• **Work instructions**
State how many lines in the listing below include the word "PasswordHash". Give nothing but the number.

• **Records for processing**
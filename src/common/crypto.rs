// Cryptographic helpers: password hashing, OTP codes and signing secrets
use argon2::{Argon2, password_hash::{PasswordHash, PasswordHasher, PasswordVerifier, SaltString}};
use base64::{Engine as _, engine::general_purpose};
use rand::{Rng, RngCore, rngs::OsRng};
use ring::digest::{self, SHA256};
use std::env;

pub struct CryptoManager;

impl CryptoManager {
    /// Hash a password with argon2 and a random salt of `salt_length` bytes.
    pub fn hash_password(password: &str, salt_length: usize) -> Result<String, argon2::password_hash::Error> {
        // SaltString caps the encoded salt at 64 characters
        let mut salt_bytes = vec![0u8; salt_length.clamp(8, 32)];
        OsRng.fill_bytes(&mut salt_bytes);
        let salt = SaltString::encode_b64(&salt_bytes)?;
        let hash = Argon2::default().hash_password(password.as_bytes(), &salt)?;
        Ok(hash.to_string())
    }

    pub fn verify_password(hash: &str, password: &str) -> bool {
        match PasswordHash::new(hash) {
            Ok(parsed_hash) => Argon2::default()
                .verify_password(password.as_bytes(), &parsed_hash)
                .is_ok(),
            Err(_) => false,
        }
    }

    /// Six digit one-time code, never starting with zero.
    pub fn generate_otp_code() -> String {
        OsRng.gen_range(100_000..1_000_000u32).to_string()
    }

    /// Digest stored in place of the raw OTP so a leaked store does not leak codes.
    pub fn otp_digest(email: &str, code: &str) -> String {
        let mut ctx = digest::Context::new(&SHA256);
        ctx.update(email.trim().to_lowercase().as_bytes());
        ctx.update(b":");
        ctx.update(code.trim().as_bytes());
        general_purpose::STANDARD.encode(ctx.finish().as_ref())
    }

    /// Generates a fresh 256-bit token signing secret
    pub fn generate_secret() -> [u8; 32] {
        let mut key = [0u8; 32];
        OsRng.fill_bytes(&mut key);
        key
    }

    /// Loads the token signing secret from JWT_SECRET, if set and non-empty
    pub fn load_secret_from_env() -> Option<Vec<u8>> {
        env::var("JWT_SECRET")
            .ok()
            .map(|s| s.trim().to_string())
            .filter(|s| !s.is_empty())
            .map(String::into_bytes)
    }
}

--

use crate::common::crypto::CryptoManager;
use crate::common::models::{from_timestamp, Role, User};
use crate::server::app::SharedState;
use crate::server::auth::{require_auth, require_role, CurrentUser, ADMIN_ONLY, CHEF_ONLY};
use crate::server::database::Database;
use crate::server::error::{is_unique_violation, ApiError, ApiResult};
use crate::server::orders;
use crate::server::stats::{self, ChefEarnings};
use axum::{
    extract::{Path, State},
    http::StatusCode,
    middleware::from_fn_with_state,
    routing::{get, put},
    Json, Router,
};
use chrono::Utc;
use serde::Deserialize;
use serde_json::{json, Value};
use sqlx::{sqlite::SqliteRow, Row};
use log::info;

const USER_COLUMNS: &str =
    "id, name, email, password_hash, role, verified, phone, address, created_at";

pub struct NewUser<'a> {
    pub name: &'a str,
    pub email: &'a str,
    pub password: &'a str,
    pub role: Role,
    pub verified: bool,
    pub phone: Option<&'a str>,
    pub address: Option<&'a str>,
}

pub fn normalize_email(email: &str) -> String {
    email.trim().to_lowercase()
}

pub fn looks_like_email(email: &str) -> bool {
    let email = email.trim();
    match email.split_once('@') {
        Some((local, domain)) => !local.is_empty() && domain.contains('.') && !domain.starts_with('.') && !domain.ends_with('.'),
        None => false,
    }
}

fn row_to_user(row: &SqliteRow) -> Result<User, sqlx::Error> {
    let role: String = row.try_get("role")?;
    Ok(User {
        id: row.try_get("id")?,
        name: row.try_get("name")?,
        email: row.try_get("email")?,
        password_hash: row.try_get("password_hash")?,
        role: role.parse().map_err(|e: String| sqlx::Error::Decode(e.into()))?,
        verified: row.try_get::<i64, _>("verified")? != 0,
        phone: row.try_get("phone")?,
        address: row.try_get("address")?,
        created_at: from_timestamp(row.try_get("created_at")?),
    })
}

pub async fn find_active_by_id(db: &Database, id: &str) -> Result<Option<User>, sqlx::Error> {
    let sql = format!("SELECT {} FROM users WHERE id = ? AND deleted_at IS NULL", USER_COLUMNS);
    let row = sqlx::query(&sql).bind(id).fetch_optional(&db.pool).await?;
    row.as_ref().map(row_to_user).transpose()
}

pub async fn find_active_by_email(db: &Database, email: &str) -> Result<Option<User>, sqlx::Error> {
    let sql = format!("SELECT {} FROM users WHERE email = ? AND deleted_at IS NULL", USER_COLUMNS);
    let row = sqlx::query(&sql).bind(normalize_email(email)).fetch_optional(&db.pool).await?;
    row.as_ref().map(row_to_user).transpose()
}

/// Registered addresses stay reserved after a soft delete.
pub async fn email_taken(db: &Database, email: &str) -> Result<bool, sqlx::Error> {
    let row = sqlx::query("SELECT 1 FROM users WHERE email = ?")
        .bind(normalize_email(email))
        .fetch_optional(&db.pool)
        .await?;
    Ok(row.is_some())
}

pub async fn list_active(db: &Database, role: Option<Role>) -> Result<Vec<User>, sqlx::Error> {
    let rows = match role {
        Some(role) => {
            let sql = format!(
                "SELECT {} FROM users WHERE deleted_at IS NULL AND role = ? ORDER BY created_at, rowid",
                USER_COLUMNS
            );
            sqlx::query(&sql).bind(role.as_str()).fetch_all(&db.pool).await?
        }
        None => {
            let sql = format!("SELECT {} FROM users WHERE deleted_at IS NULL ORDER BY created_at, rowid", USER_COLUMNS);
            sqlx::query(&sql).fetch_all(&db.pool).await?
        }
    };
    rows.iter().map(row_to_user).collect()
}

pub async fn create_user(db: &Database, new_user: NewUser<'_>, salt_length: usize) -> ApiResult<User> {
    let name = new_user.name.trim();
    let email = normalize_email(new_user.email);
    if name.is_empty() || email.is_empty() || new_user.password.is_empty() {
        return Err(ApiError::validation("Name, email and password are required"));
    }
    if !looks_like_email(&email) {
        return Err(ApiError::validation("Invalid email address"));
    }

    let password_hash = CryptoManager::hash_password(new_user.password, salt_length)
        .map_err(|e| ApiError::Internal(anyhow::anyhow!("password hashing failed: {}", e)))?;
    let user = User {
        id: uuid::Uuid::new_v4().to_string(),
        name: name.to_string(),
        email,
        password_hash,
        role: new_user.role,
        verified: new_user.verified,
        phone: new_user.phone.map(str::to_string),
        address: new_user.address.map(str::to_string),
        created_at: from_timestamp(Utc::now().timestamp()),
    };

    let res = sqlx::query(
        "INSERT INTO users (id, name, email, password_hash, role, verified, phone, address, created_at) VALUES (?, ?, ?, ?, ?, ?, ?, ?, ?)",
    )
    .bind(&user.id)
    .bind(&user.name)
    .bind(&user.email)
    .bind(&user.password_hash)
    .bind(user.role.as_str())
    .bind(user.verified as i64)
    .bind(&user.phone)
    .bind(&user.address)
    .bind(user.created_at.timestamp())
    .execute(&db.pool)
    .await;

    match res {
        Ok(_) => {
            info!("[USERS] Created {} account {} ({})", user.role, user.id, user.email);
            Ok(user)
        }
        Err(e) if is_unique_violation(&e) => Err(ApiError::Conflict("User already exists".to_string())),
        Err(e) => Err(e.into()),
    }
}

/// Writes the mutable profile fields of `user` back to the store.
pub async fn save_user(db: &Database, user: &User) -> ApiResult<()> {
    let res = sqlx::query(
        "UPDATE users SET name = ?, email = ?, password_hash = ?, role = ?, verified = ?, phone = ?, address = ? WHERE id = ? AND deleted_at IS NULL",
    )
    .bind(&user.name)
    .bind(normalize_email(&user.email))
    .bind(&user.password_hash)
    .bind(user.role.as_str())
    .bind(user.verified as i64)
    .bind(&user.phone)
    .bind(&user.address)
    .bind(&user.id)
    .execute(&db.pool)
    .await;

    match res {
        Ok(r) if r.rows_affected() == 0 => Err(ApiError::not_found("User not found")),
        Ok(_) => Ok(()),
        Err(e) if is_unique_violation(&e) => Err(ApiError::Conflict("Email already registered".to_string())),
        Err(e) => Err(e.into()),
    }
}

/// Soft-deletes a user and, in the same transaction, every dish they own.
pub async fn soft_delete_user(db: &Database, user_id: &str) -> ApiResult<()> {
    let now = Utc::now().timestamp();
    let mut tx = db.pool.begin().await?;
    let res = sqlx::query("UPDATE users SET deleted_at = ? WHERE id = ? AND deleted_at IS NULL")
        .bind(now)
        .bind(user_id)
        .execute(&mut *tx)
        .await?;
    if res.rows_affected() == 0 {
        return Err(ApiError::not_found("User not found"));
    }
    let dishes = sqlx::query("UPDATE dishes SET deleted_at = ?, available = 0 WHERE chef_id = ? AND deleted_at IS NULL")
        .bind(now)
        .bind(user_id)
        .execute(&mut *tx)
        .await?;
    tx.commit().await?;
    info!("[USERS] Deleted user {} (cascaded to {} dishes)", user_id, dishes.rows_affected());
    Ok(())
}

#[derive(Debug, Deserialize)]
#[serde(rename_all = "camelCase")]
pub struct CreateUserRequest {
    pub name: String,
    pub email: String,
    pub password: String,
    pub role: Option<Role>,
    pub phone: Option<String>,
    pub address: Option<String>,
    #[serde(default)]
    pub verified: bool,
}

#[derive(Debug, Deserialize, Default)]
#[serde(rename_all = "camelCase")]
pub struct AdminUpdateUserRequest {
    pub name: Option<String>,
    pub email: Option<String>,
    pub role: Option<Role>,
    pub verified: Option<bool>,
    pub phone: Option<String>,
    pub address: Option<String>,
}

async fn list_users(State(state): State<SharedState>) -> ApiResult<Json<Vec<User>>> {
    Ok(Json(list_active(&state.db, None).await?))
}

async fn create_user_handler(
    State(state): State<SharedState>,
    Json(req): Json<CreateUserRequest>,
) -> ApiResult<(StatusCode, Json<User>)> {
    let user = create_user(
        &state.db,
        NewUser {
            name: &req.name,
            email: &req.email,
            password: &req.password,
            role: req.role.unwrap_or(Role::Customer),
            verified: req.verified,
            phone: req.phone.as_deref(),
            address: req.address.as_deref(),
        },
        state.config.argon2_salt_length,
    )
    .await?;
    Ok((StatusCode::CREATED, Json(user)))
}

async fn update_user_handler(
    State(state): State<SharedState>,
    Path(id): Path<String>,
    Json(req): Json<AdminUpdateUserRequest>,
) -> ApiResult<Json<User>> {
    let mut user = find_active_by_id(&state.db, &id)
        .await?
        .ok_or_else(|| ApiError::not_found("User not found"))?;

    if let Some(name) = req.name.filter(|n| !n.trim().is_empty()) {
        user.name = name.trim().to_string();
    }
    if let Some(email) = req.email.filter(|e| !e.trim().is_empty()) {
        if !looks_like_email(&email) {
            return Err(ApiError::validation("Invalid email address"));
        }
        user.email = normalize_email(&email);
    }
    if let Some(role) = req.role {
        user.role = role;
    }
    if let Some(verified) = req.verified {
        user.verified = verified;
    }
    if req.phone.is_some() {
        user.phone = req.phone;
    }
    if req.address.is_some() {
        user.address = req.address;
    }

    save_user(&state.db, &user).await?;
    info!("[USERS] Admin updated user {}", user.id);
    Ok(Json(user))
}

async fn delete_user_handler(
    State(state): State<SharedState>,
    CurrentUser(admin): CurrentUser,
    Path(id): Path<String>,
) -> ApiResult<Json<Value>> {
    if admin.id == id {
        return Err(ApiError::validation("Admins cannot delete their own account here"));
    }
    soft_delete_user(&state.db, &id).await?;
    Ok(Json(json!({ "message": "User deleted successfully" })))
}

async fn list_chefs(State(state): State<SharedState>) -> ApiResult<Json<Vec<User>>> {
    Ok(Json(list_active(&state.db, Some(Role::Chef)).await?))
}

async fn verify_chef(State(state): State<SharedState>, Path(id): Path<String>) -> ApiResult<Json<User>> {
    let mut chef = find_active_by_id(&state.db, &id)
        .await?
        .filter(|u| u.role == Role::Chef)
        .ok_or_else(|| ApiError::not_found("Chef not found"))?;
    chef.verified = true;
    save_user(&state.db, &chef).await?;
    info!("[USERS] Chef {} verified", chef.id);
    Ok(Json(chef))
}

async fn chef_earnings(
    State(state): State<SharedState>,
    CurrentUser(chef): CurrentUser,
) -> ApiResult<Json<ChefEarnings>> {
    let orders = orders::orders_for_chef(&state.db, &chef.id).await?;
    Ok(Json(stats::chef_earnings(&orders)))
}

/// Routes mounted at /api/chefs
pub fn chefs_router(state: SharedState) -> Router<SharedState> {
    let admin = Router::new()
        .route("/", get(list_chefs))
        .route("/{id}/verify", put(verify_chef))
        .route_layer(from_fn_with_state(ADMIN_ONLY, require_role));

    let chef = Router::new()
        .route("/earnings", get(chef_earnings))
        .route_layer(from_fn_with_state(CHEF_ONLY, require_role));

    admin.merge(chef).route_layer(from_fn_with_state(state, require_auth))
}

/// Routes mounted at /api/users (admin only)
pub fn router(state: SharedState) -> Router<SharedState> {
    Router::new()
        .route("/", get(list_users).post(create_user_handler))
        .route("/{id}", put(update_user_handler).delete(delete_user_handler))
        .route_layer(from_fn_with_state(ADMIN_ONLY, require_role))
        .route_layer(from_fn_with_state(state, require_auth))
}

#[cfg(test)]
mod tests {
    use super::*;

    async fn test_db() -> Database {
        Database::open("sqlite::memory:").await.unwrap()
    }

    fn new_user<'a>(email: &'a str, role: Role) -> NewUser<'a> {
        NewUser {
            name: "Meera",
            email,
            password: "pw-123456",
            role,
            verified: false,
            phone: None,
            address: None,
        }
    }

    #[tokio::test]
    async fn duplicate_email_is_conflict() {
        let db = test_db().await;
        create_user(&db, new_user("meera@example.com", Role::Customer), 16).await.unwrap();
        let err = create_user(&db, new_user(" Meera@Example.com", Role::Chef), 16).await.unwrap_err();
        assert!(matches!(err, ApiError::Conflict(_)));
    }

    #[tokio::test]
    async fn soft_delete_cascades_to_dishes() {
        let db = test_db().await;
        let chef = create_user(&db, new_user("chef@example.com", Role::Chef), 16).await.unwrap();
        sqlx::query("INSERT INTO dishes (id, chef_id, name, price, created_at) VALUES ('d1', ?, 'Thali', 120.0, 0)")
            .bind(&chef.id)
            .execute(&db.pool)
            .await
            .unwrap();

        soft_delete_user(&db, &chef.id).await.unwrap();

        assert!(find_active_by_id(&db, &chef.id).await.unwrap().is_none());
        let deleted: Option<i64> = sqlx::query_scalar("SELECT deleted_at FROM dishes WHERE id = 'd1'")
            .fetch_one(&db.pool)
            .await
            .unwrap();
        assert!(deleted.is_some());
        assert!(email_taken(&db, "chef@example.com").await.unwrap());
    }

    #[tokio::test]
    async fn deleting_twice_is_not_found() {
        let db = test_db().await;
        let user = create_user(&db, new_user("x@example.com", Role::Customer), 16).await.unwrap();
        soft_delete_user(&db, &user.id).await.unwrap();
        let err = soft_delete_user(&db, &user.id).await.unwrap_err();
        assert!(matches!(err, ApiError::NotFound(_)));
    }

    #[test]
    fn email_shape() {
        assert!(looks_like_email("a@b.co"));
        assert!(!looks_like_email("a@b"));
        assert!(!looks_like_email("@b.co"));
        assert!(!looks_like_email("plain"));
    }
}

• **Task solution**
2